## TASK DETAILS
Nothing should differ. Repeat every record as written.

Recorded data:

▼

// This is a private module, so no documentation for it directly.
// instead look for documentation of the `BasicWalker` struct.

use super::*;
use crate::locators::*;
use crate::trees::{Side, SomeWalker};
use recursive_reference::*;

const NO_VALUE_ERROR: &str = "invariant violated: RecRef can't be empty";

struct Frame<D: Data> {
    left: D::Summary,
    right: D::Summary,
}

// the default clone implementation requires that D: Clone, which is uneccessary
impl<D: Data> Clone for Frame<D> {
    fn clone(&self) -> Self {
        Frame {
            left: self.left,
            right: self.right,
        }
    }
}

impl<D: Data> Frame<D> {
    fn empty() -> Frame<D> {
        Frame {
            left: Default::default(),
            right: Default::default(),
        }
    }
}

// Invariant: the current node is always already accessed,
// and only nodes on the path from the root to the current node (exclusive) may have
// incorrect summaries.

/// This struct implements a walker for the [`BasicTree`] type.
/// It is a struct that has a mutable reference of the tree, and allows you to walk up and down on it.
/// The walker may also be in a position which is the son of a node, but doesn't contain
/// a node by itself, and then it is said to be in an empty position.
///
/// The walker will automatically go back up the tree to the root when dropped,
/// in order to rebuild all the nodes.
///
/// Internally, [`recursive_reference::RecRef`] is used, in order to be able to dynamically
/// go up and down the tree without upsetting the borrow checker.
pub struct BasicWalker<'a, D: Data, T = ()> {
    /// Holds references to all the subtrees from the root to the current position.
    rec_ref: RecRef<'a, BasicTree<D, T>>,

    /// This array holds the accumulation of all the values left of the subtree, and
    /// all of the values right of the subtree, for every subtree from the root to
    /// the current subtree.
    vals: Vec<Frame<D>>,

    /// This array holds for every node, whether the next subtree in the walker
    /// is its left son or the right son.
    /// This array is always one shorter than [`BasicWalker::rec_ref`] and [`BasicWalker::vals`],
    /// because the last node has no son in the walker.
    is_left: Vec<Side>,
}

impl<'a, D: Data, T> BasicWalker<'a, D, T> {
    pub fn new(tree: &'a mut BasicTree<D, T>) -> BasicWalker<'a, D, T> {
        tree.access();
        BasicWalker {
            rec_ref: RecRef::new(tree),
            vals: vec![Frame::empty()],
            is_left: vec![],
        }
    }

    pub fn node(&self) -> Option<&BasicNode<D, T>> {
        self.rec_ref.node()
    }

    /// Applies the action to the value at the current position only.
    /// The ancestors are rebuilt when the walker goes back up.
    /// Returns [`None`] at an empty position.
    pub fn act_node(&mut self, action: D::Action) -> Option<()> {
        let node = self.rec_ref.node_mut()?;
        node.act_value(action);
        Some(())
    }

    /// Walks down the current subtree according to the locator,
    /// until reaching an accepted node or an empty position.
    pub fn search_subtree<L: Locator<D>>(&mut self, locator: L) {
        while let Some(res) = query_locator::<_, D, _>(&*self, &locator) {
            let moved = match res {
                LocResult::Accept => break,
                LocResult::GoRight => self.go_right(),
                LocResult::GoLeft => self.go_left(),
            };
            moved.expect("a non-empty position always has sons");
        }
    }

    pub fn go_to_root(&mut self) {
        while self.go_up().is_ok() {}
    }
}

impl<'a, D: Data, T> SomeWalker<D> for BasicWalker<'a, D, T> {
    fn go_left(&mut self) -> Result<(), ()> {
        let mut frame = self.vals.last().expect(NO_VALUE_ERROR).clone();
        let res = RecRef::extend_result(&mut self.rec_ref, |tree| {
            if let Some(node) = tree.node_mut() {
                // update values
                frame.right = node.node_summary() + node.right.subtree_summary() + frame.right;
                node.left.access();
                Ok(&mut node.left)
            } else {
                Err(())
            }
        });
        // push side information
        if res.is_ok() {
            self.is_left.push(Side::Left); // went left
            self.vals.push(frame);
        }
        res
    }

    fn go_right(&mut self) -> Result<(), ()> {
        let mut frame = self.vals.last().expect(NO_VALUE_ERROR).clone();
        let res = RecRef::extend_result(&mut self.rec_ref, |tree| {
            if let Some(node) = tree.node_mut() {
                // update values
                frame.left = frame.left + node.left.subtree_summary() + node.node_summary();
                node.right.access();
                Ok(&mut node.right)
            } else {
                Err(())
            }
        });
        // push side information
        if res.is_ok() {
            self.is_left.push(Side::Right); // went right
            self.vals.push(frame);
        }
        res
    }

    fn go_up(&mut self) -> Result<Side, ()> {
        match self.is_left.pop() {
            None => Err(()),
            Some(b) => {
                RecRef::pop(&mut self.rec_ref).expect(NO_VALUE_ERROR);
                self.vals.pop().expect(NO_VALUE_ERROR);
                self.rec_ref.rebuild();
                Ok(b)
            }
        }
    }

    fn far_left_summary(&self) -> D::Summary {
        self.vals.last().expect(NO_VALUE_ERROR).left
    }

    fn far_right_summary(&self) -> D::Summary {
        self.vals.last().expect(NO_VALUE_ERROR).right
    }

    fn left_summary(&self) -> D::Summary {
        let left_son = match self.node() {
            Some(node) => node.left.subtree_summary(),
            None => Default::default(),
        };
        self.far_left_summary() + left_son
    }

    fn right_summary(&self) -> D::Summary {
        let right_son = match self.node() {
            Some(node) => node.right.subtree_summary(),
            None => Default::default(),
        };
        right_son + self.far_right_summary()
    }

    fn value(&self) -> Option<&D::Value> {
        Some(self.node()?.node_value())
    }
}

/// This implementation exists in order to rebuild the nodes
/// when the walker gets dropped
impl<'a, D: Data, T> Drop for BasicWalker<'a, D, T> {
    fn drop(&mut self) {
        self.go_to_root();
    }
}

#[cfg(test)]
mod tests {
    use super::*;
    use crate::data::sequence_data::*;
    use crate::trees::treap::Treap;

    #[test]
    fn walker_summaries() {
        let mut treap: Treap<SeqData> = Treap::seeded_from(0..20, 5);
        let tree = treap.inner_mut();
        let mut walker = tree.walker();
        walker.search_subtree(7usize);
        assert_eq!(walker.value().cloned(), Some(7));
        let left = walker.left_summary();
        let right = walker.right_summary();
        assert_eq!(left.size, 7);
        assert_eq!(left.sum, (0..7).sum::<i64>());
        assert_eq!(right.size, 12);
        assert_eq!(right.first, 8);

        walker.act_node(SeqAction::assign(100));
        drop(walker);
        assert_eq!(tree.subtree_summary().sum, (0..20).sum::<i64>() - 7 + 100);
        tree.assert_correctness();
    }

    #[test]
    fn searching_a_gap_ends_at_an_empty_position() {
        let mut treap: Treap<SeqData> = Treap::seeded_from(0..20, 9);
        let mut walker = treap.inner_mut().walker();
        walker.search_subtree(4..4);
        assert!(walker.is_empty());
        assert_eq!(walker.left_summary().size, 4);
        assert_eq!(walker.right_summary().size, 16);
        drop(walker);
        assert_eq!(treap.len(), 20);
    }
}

▲

## ANSWER
// This is a private module, so no documentation for it directly.
// instead look for documentation of the `BasicWalker` struct.

use super::*;
use crate::locators::*;
use crate::trees::{Side, SomeWalker};
use recursive_reference::*;

const NO_VALUE_ERROR: &str = "invariant violated: RecRef can't be empty";

struct Frame<D: Data> {
    left: D::Summary,
    right: D::Summary,
}

// the default clone implementation requires that D: Clone, which is uneccessary
impl<D: Data> Clone for Frame<D> {
    fn clone(&self) -> Self {
        Frame {
            left: self.left,
            right: self.right,
        }
    }
}

impl<D: Data> Frame<D> {
    fn empty() -> Frame<D> {
        Frame {
            left: Default::default(),
            right: Default::default(),
        }
    }
}

// Invariant: the current node is always already accessed,
// and only nodes on the path from the root to the current node (exclusive) may have
// incorrect summaries.

/// This struct implements a walker for the [`BasicTree`] type.
/// It is a struct that has a mutable reference of the tree, and allows you to walk up and down on it.
/// The walker may also be in a position which is the son of a node, but doesn't contain
/// a node by itself, and then it is said to be in an empty position.
///
/// The walker will automatically go back up the tree to the root when dropped,
/// in order to rebuild all the nodes.
///
/// Internally, [`recursive_reference::RecRef`] is used, in order to be able to dynamically
/// go up and down the tree without upsetting the borrow checker.
pub struct BasicWalker<'a, D: Data, T = ()> {
    /// Holds references to all the subtrees from the root to the current position.
    rec_ref: RecRef<'a, BasicTree<D, T>>,

    /// This array holds the accumulation of all the values left of the subtree, and
    /// all of the values right of the subtree, for every subtree from the root to
    /// the current subtree.
    vals: Vec<Frame<D>>,

    /// This array holds for every node, whether the next subtree in the walker
    /// is its left son or the right son.
    /// This array is always one shorter than [`BasicWalker::rec_ref`] and [`BasicWalker::vals`],
    /// because the last node has no son in the walker.
    is_left: Vec<Side>,
}

impl<'a, D: Data, T> BasicWalker<'a, D, T> {
    pub fn new(tree: &'a mut BasicTree<D, T>) -> BasicWalker<'a, D, T> {
        tree.access();
        BasicWalker {
            rec_ref: RecRef::new(tree),
            vals: vec![Frame::empty()],
            is_left: vec![],
        }
    }

    pub fn node(&self) -> Option<&BasicNode<D, T>> {
        self.rec_ref.node()
    }

    /// Applies the action to the value at the current position only.
    /// The ancestors are rebuilt when the walker goes back up.
    /// Returns [`None`] at an empty position.
    pub fn act_node(&mut self, action: D::Action) -> Option<()> {
        let node = self.rec_ref.node_mut()?;
        node.act_value(action);
        Some(())
    }

    /// Walks down the current subtree according to the locator,
    /// until reaching an accepted node or an empty position.
    pub fn search_subtree<L: Locator<D>>(&mut self, locator: L) {
        while let Some(res) = query_locator::<_, D, _>(&*self, &locator) {
            let moved = match res {
                LocResult::Accept => break,
                LocResult::GoRight => self.go_right(),
                LocResult::GoLeft => self.go_left(),
            };
            moved.expect("a non-empty position always has sons");
        }
    }

    pub fn go_to_root(&mut self) {
        while self.go_up().is_ok() {}
    }
}

impl<'a, D: Data, T> SomeWalker<D> for BasicWalker<'a, D, T> {
    fn go_left(&mut self) -> Result<(), ()> {
        let mut frame = self.vals.last().expect(NO_VALUE_ERROR).clone();
        let res = RecRef::extend_result(&mut self.rec_ref, |tree| {
            if let Some(node) = tree.node_mut() {
                // update values
                frame.right = node.node_summary() + node.right.subtree_summary() + frame.right;
                node.left.access();
                Ok(&mut node.left)
            } else {
                Err(())
            }
        });
        // push side information
        if res.is_ok() {
            self.is_left.push(Side::Left); // went left
            self.vals.push(frame);
        }
        res
    }

    fn go_right(&mut self) -> Result<(), ()> {
        let mut frame = self.vals.last().expect(NO_VALUE_ERROR).clone();
        let res = RecRef::extend_result(&mut self.rec_ref, |tree| {
            if let Some(node) = tree.node_mut() {
                // update values
                frame.left = frame.left + node.left.subtree_summary() + node.node_summary();
                node.right.access();
                Ok(&mut node.right)
            } else {
                Err(())
            }
        });
        // push side information
        if res.is_ok() {
            self.is_left.push(Side::Right); // went right
            self.vals.push(frame);
        }
        res
    }

    fn go_up(&mut self) -> Result<Side, ()> {
        match self.is_left.pop() {
            None => Err(()),
            Some(b) => {
                RecRef::pop(&mut self.rec_ref).expect(NO_VALUE_ERROR);
                self.vals.pop().expect(NO_VALUE_ERROR);
                self.rec_ref.rebuild();
                Ok(b)
            }
        }
    }

    fn far_left_summary(&self) -> D::Summary {
        self.vals.last().expect(NO_VALUE_ERROR).left
    }

    fn far_right_summary(&self) -> D::Summary {
        self.vals.last().expect(NO_VALUE_ERROR).right
    }

    fn left_summary(&self) -> D::Summary {
        let left_son = match self.node() {
            Some(node) => node.left.subtree_summary(),
            None => Default::default(),
        };
        self.far_left_summary() + left_son
    }

    fn right_summary(&self) -> D::Summary {
        let right_son = match self.node() {
            Some(node) => node.right.subtree_summary(),
            None => Default::default(),
        };
        right_son + self.far_right_summary()
    }

    fn value(&self) -> Option<&D::Value> {
        Some(self.node()?.node_value())
    }
}

/// This implementation exists in order to rebuild the nodes
/// when the walker gets dropped
impl<'a, D: Data, T> Drop for BasicWalker<'a, D, T> {
    fn drop(&mut self) {
        self.go_to_root();
    }
}

#[cfg(test)]
mod tests {
    use super::*;
    use crate::data::sequence_data::*;
    use crate::trees::treap::Treap;

    #[test]
    fn walker_summaries() {
        let mut treap: Treap<SeqData> = Treap::seeded_from(0..20, 5);
        let tree = treap.inner_mut();
        let mut walker = tree.walker();
        walker.search_subtree(7usize);
        assert_eq!(walker.value().cloned(), Some(7));
        let left = walker.left_summary();
        let right = walker.right_summary();
        assert_eq!(left.size, 7);
        assert_eq!(left.sum, (0..7).sum::<i64>());
        assert_eq!(right.size, 12);
        assert_eq!(right.first, 8);

        walker.act_node(SeqAction::assign(100));
        drop(walker);
        assert_eq!(tree.subtree_summary().sum, (0..20).sum::<i64>() - 7 + 100);
        tree.assert_correctness();
    }

    #[test]
    fn searching_a_gap_ends_at_an_empty_position() {
        let mut treap: Treap<SeqData> = Treap::seeded_from(0..20, 9);
        let mut walker = treap.inner_mut().walker();
        walker.search_subtree(4..4);
        assert!(walker.is_empty());
        assert_eq!(walker.left_summary().size, 4);
        assert_eq!(walker.right_summary().size, 16);
        drop(walker);
        assert_eq!(treap.len(), 20);
    }
}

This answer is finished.